▸ **Exercise directions**
Pull out every line below that holds the word "bool".

▸ **Excerpts from a dataset**
•••••

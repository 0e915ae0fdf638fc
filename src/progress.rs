//! Progress reporting for long-running dispatch work.

use indicatif::ProgressStyle;

/// A progress bar the progressive unit of work can drive.
pub trait ProgressBar {
    /// Current progress.
    fn current(&self) -> u64;

    /// Total progress, when known.
    fn total(&self) -> Option<u64>;

    /// Whether the bar stays rendered after it is closed.
    fn leave(&self) -> bool;

    /// Advance the bar by `n`.
    fn update(&mut self, n: u64);

    /// Reset the bar, optionally with a new total.
    fn reset(&mut self, total: Option<u64>);

    /// Redraw the bar.
    fn refresh(&mut self);

    /// Write a message without breaking the bar.
    fn write(&self, message: &str);

    /// Close the bar.
    fn close(&mut self);
}

/// Terminal progress bar backed by indicatif.
pub struct IndicatifProgressBar {
    bar: indicatif::ProgressBar,
    leave: bool,
}

impl IndicatifProgressBar {
    pub fn new(description: &str, total: u64, leave: bool) -> Self {
        let bar = indicatif::ProgressBar::new(total);
        let style = ProgressStyle::with_template("{msg} {bar:40.cyan/blue} {pos}/{len}")
            .unwrap_or_else(|_| ProgressStyle::default_bar());
        bar.set_style(style);
        bar.set_message(description.to_string());
        Self { bar, leave }
    }

    /// Bar that draws nowhere; used in non-terminal contexts and tests.
    pub fn hidden(total: u64, leave: bool) -> Self {
        let bar = indicatif::ProgressBar::hidden();
        bar.set_length(total);
        Self { bar, leave }
    }
}

impl ProgressBar for IndicatifProgressBar {
    fn current(&self) -> u64 {
        self.bar.position()
    }

    fn total(&self) -> Option<u64> {
        self.bar.length()
    }

    fn leave(&self) -> bool {
        self.leave
    }

    fn update(&mut self, n: u64) {
        self.bar.inc(n);
    }

    fn reset(&mut self, total: Option<u64>) {
        if let Some(total) = total {
            self.bar.set_length(total);
        }
        self.bar.reset();
    }

    fn refresh(&mut self) {
        self.bar.tick();
    }

    fn write(&self, message: &str) {
        self.bar.println(message);
    }

    fn close(&mut self) {
        if self.leave {
            self.bar.finish();
        } else {
            self.bar.finish_and_clear();
        }
    }
}

#[cfg(test)]
mod tests {
    use super::*;

    #[test]
    fn test_update_advances_position() {
        let mut bar = IndicatifProgressBar::hidden(10, false);
        bar.update(4);
        assert_eq!(bar.current(), 4);
        assert_eq!(bar.total(), Some(10));
    }

    #[test]
    fn test_reset_restarts_progress() {
        let mut bar = IndicatifProgressBar::hidden(10, true);
        bar.update(7);
        bar.reset(Some(20));
        assert_eq!(bar.current(), 0);
        assert_eq!(bar.total(), Some(20));
        assert!(bar.leave());
    }
}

•••••

▸ **Response area**
    fn leave(&self) -> bool;
    leave: bool,
    pub fn new(description: &str, total: u64, leave: bool) -> Self {
    pub fn hidden(total: u64, leave: bool) -> Self {
    fn leave(&self) -> bool {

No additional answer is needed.